What the task asks ▸ For the word "addr", return each line of the data in which it occurs.

Dataset excerpts
// tests/api.rs
//
// Teste caixa-preta: sobe o app de produção numa porta efêmera, com banco
// em memória, e dirige tudo por HTTP com cookies de sessão reais.

use std::str::FromStr;

use reqwest::StatusCode;
use serde_json::{json, Value};
use sqlx::sqlite::{SqliteConnectOptions, SqlitePoolOptions};

use estoque_backend::build_app;
use estoque_backend::config::AppState;
use estoque_backend::db::{MembershipRepository, OrganizationRepository, UserRepository};
use estoque_backend::models::rbac::Role;

struct TestServer {
    base_url: String,
    state: AppState,
    handle: tokio::task::JoinHandle<()>,
}

impl TestServer {
    async fn spawn() -> Self {
        let options = SqliteConnectOptions::from_str("sqlite::memory:")
            .expect("opções do SQLite em memória")
            .foreign_keys(true);
        let pool = SqlitePoolOptions::new()
            .max_connections(1)
            .idle_timeout(None)
            .max_lifetime(None)
            .connect_with(options)
            .await
            .expect("falha ao abrir o banco em memória");
        sqlx::migrate!()
            .run(&pool)
            .await
            .expect("falha ao aplicar as migrações");

        let state = AppState::from_pool(pool);

        // O mesmo router de produção, numa porta efêmera
        let app = build_app(state.clone());
        let listener = tokio::net::TcpListener::bind("127.0.0.1:0")
            .await
            .expect("failed to bind ephemeral port");
        let addr = listener.local_addr().unwrap();
        let base_url = format!("http://{}", addr);

        let handle = tokio::spawn(async move {
            axum::serve(listener, app).await.unwrap();
        });

        Self {
            base_url,
            state,
            handle,
        }
    }

    // Semeia usuário + vínculo direto pelos repositórios (bcrypt custo 4,
    // o mínimo, para o teste não se arrastar)
    async fn seed_user(&self, org_id: &str, name: &str, role: Role) {
        let user_repo = UserRepository::new(self.state.db_pool.clone());
        let membership_repo = MembershipRepository::new(self.state.db_pool.clone());
        let hash = bcrypt::hash("senha123", 4).unwrap();

        let mut tx = self.state.db_pool.begin().await.unwrap();
        let user = user_repo
            .create_user(&mut tx, name, &format!("{}@local", name), &hash)
            .await
            .unwrap();
        membership_repo
            .add_member(&mut tx, &user.id, org_id, role)
            .await
            .unwrap();
        tx.commit().await.unwrap();
    }

    async fn seed_org(&self, name: &str, code: &str) -> String {
        let org_repo = OrganizationRepository::new(self.state.db_pool.clone());
        let mut tx = self.state.db_pool.begin().await.unwrap();
        let org = org_repo
            .create_organization(&mut tx, name, code)
            .await
            .unwrap();
        tx.commit().await.unwrap();
        org.id
    }

    // Cliente com cookie store próprio, já logado como `name`
    async fn login(&self, name: &str) -> reqwest::Client {
        let client = reqwest::Client::builder()
            .cookie_store(true)
            .build()
            .unwrap();
        let res = client
            .post(format!("{}/api/auth/login", self.base_url))
            .json(&json!({ "username": name, "password": "senha123" }))
            .send()
            .await
            .unwrap();
        assert_eq!(res.status(), StatusCode::OK);
        client
    }
}

impl Drop for TestServer {
    fn drop(&mut self) {
        self.handle.abort();
    }
}

#[tokio::test]
async fn rotas_protegidas_exigem_sessao() {
    let srv = TestServer::spawn().await;
    let client = reqwest::Client::new();

    let res = client
        .get(format!("{}/api/state", srv.base_url))
        .send()
        .await
        .unwrap();
    assert_eq!(res.status(), StatusCode::UNAUTHORIZED);
    let body: Value = res.json().await.unwrap();
    assert_eq!(body["kind"], "UNAUTHENTICATED");

    // Senha errada também é 401, não 500
    let org = srv.seed_org("Org Login", "LOGN01").await;
    srv.seed_user(&org, "dono", Role::Owner).await;
    let res = client
        .post(format!("{}/api/auth/login", srv.base_url))
        .json(&json!({ "username": "dono", "password": "errada" }))
        .send()
        .await
        .unwrap();
    assert_eq!(res.status(), StatusCode::UNAUTHORIZED);
}

#[tokio::test]
async fn fluxo_completo_do_livro_de_estoque() {
    let srv = TestServer::spawn().await;
    let org = srv.seed_org("Loja Fluxo", "FLUX01").await;
    srv.seed_user(&org, "gerente", Role::Manager).await;
    let client = srv.login("gerente").await;

    // Organização nasce vazia
    let res = client
        .get(format!("{}/api/state", srv.base_url))
        .send()
        .await
        .unwrap();
    assert_eq!(res.status(), StatusCode::OK);
    let body: Value = res.json().await.unwrap();
    assert_eq!(body["products"].as_array().unwrap().len(), 0);
    assert_eq!(body["me"]["role"], "manager");

    // Produto com estoque inicial 10: nasce com recebimento casado
    let res = client
        .post(format!("{}/api/products", srv.base_url))
        .json(&json!({
            "name": "Parafuso",
            "price": 10.0,
            "stock": 10,
            "purchasePrice": 100.0
        }))
        .send()
        .await
        .unwrap();
    assert_eq!(res.status(), StatusCode::CREATED);
    let body: Value = res.json().await.unwrap();
    let product_id = body["products"][0]["id"].as_str().unwrap().to_string();
    assert_eq!(body["products"][0]["stock"], 10);
    assert_eq!(body["receipts"][0]["quantity"], 10);
    assert_eq!(body["receipts"][0]["cost"], 100.0);

    // Expedição de 4: sobra 6
    let res = client
        .post(format!("{}/api/shipments", srv.base_url))
        .json(&json!({ "items": [{ "productId": product_id, "quantity": 4 }] }))
        .send()
        .await
        .unwrap();
    assert_eq!(res.status(), StatusCode::CREATED);
    let body: Value = res.json().await.unwrap();
    assert_eq!(body["products"][0]["stock"], 6);
    let shipment_id = body["shipments"][0]["id"].as_str().unwrap().to_string();
    assert_eq!(body["shipments"][0]["items"][0]["amount"], 40.0);

    // Expedição maior que o saldo: 409, nada muda
    let res = client
        .post(format!("{}/api/shipments", srv.base_url))
        .json(&json!({ "items": [{ "productId": product_id, "quantity": 100 }] }))
        .send()
        .await
        .unwrap();
    assert_eq!(res.status(), StatusCode::CONFLICT);
    let body: Value = res.json().await.unwrap();
    assert_eq!(body["kind"], "INSUFFICIENT_STOCK");

    // Documento imprimível
    let res = client
        .get(format!(
            "{}/api/shipments/{}/print",
            srv.base_url, shipment_id
        ))
        .send()
        .await
        .unwrap();
    assert_eq!(res.status(), StatusCode::OK);
    let body: Value = res.json().await.unwrap();
    assert_eq!(body["items"][0]["productName"], "Parafuso");
    assert_eq!(body["total"], 40.0);
    assert_eq!(body["orgName"], "Loja Fluxo");

    // Desfazer a expedição devolve o estoque exato
    let res = client
        .delete(format!("{}/api/shipments/{}", srv.base_url, shipment_id))
        .send()
        .await
        .unwrap();
    assert_eq!(res.status(), StatusCode::OK);
    let body: Value = res.json().await.unwrap();
    assert_eq!(body["products"][0]["stock"], 10);
    assert_eq!(body["shipments"].as_array().unwrap().len(), 0);

    // Logout encerra a sessão de verdade
    let res = client
        .post(format!("{}/api/auth/logout", srv.base_url))
        .send()
        .await
        .unwrap();
    assert_eq!(res.status(), StatusCode::OK);
    let res = client
        .get(format!("{}/api/state", srv.base_url))
        .send()
        .await
        .unwrap();
    assert_eq!(res.status(), StatusCode::UNAUTHORIZED);
}

#[tokio::test]
async fn papeis_sao_aplicados_por_operacao() {
    let srv = TestServer::spawn().await;
    let org = srv.seed_org("Loja Papéis", "ROLE01").await;
    srv.seed_user(&org, "dona", Role::Owner).await;
    srv.seed_user(&org, "chefe", Role::Manager).await;
    srv.seed_user(&org, "olheiro", Role::Viewer).await;

    let viewer = srv.login("olheiro").await;
    let manager = srv.login("chefe").await;
    let owner = srv.login("dona").await;

    // Viewer lê, mas não escreve
    let res = viewer
        .get(format!("{}/api/state", srv.base_url))
        .send()
        .await
        .unwrap();
    assert_eq!(res.status(), StatusCode::OK);

    let res = viewer
        .post(format!("{}/api/products", srv.base_url))
        .json(&json!({ "name": "Proibido" }))
        .send()
        .await
        .unwrap();
    assert_eq!(res.status(), StatusCode::FORBIDDEN);
    let body: Value = res.json().await.unwrap();
    assert_eq!(body["kind"], "FORBIDDEN");

    let res = viewer
        .post(format!("{}/api/shipments", srv.base_url))
        .json(&json!({ "items": [{ "productId": "p_x", "quantity": 1 }] }))
        .send()
        .await
        .unwrap();
    assert_eq!(res.status(), StatusCode::FORBIDDEN);

    // Manager escreve no livro, mas não mexe em papéis
    let res = manager
        .post(format!("{}/api/products", srv.base_url))
        .json(&json!({ "name": "Permitido" }))
        .send()
        .await
        .unwrap();
    assert_eq!(res.status(), StatusCode::CREATED);

    let res = manager
        .post(format!("{}/api/memberships/role", srv.base_url))
        .json(&json!({ "email": "olheiro@local", "role": "manager" }))
        .send()
        .await
        .unwrap();
    assert_eq!(res.status(), StatusCode::FORBIDDEN);

    // Dono promove o viewer; a promoção vale na requisição seguinte,
    // sem novo login
    let res = owner
        .post(format!("{}/api/memberships/role", srv.base_url))
        .json(&json!({ "email": "olheiro@local", "role": "manager" }))
        .send()
        .await
        .unwrap();
    assert_eq!(res.status(), StatusCode::OK);

    let res = viewer
        .post(format!("{}/api/products", srv.base_url))
        .json(&json!({ "name": "Agora pode" }))
        .send()
        .await
        .unwrap();
    assert_eq!(res.status(), StatusCode::CREATED);
}

#[tokio::test]
async fn organizacoes_sao_estanques_por_http() {
    let srv = TestServer::spawn().await;
    let org_a = srv.seed_org("Org A", "ESTQ0A").await;
    let org_b = srv.seed_org("Org B", "ESTQ0B").await;
    srv.seed_user(&org_a, "alice", Role::Owner).await;
    srv.seed_user(&org_b, "bruno", Role::Owner).await;

    let alice = srv.login("alice").await;
    let bruno = srv.login("bruno").await;

    let res = alice
        .post(format!("{}/api/products", srv.base_url))
        .json(&json!({ "name": "Da Alice", "stock": 5, "purchasePrice": 1.0 }))
        .send()
        .await
        .unwrap();
    assert_eq!(res.status(), StatusCode::CREATED);
    let body: Value = res.json().await.unwrap();
    let product_a = body["products"][0]["id"].as_str().unwrap().to_string();

    // Bruno não enxerga nem alcança nada da Alice: id válido de outra
    // organização responde como se não existisse
    let res = bruno
        .get(format!("{}/api/state", srv.base_url))
        .send()
        .await
        .unwrap();
    let body: Value = res.json().await.unwrap();
    assert_eq!(body["products"].as_array().unwrap().len(), 0);

    let res = bruno
        .delete(format!("{}/api/products/{}", srv.base_url, product_a))
        .send()
        .await
        .unwrap();
    assert_eq!(res.status(), StatusCode::NOT_FOUND);

    let res = bruno
        .post(format!("{}/api/shipments", srv.base_url))
        .json(&json!({ "items": [{ "productId": product_a, "quantity": 1 }] }))
        .send()
        .await
        .unwrap();
    assert_eq!(res.status(), StatusCode::NOT_FOUND);

    // O produto da Alice segue intacto
    let res = alice
        .get(format!("{}/api/state", srv.base_url))
        .send()
        .await
        .unwrap();
    let body: Value = res.json().await.unwrap();
    assert_eq!(body["products"][0]["stock"], 5);
}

Answer ▸
        let addr = listener.local_addr().unwrap();
        let base_url = format!("http://{}", addr);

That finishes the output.